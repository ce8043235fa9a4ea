use crate::constants::DEFAULT_COMPRESS_LEVEL;
use clap::{Parser, Subcommand};
use std::path::PathBuf;

#[derive(Parser)]
#[command(
    name = "img-reexport",
    about = "Re-encode PNG/JPEG images in place for smaller files with no visual loss",
    long_about = "img-reexport takes a list of image paths, re-encodes each PNG or JPEG in \
                  place while keeping its original format, and reports per-file and total \
                  size savings. PNG re-encoding is lossless (oxipng); JPEG is re-encoded at \
                  maximum quality with no chroma subsampling.",
    version = "0.1.0",
    after_help = "EXAMPLES:\n  \
    img-reexport run photo.png scan.jpg -c 9\n  \
    img-reexport run -l paths.txt -b ./assets\n  \
    img-reexport preview -l paths.txt -b ./assets"
)]
pub struct Args {
    #[command(subcommand)]
    pub command: Commands,

    #[arg(short, long, global = true, help = "Suppress normal output")]
    pub quiet: bool,

    #[arg(
        short,
        long,
        global = true,
        help = "Print each resolved path while processing"
    )]
    pub verbose: bool,
}

#[derive(Subcommand)]
pub enum Commands {
    #[command(
        about = "Re-encode the listed images in place",
        long_about = "Re-encode every listed PNG/JPEG file in place. Each file is written to \
                      a temporary sibling first and only renamed over the original once the \
                      new encoding is complete, so a failed file is never corrupted. Missing \
                      paths and unsupported formats (GIF, BMP, anything else) are reported as \
                      skipped; one bad file never aborts the batch."
    )]
    Run {
        #[arg(help = "Image file paths (absolute, or relative to --base-path)")]
        paths: Vec<String>,

        #[arg(
            short = 'l',
            long,
            help = "Text file with one image path per line",
            long_help = "Import additional paths from a UTF-8 text file, one path per line. \
                         Blank lines are ignored. Imported paths are appended after the \
                         positional ones."
        )]
        list: Option<PathBuf>,

        #[arg(
            short = 'b',
            long,
            default_value = "",
            help = "Prefix joined in front of relative paths"
        )]
        base_path: String,

        #[arg(
            short = 'c',
            long,
            default_value_t = DEFAULT_COMPRESS_LEVEL,
            value_parser = clap::value_parser!(u8).range(0..=9),
            help = "PNG compression level (0-9)",
            long_help = "PNG encoder effort from 0 (fastest, largest) to 9 (slowest, \
                         smallest). Does not affect image quality and is ignored for JPEG."
        )]
        compress_level: u8,
    },

    #[command(
        about = "Show what a batch would do without writing anything",
        long_about = "Resolve and classify every listed path: ready to re-encode, missing, \
                      an image format that is left as-is (GIF/BMP), or not an image at all. \
                      No file is opened or modified."
    )]
    Preview {
        #[arg(help = "Image file paths (absolute, or relative to --base-path)")]
        paths: Vec<String>,

        #[arg(short = 'l', long, help = "Text file with one image path per line")]
        list: Option<PathBuf>,

        #[arg(
            short = 'b',
            long,
            default_value = "",
            help = "Prefix joined in front of relative paths"
        )]
        base_path: String,
    },
}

◆ ASSIGNMENT
Copy every line from the records above that contains the string "JPEG".

◆ ANSWER TO THE PROBLEM
    about = "Re-encode PNG/JPEG images in place for smaller files with no visual loss",
    long_about = "img-reexport takes a list of image paths, re-encodes each PNG or JPEG in \
                  size savings. PNG re-encoding is lossless (oxipng); JPEG is re-encoded at \
        long_about = "Re-encode every listed PNG/JPEG file in place. Each file is written to \
                         smallest). Does not affect image quality and is ignored for JPEG."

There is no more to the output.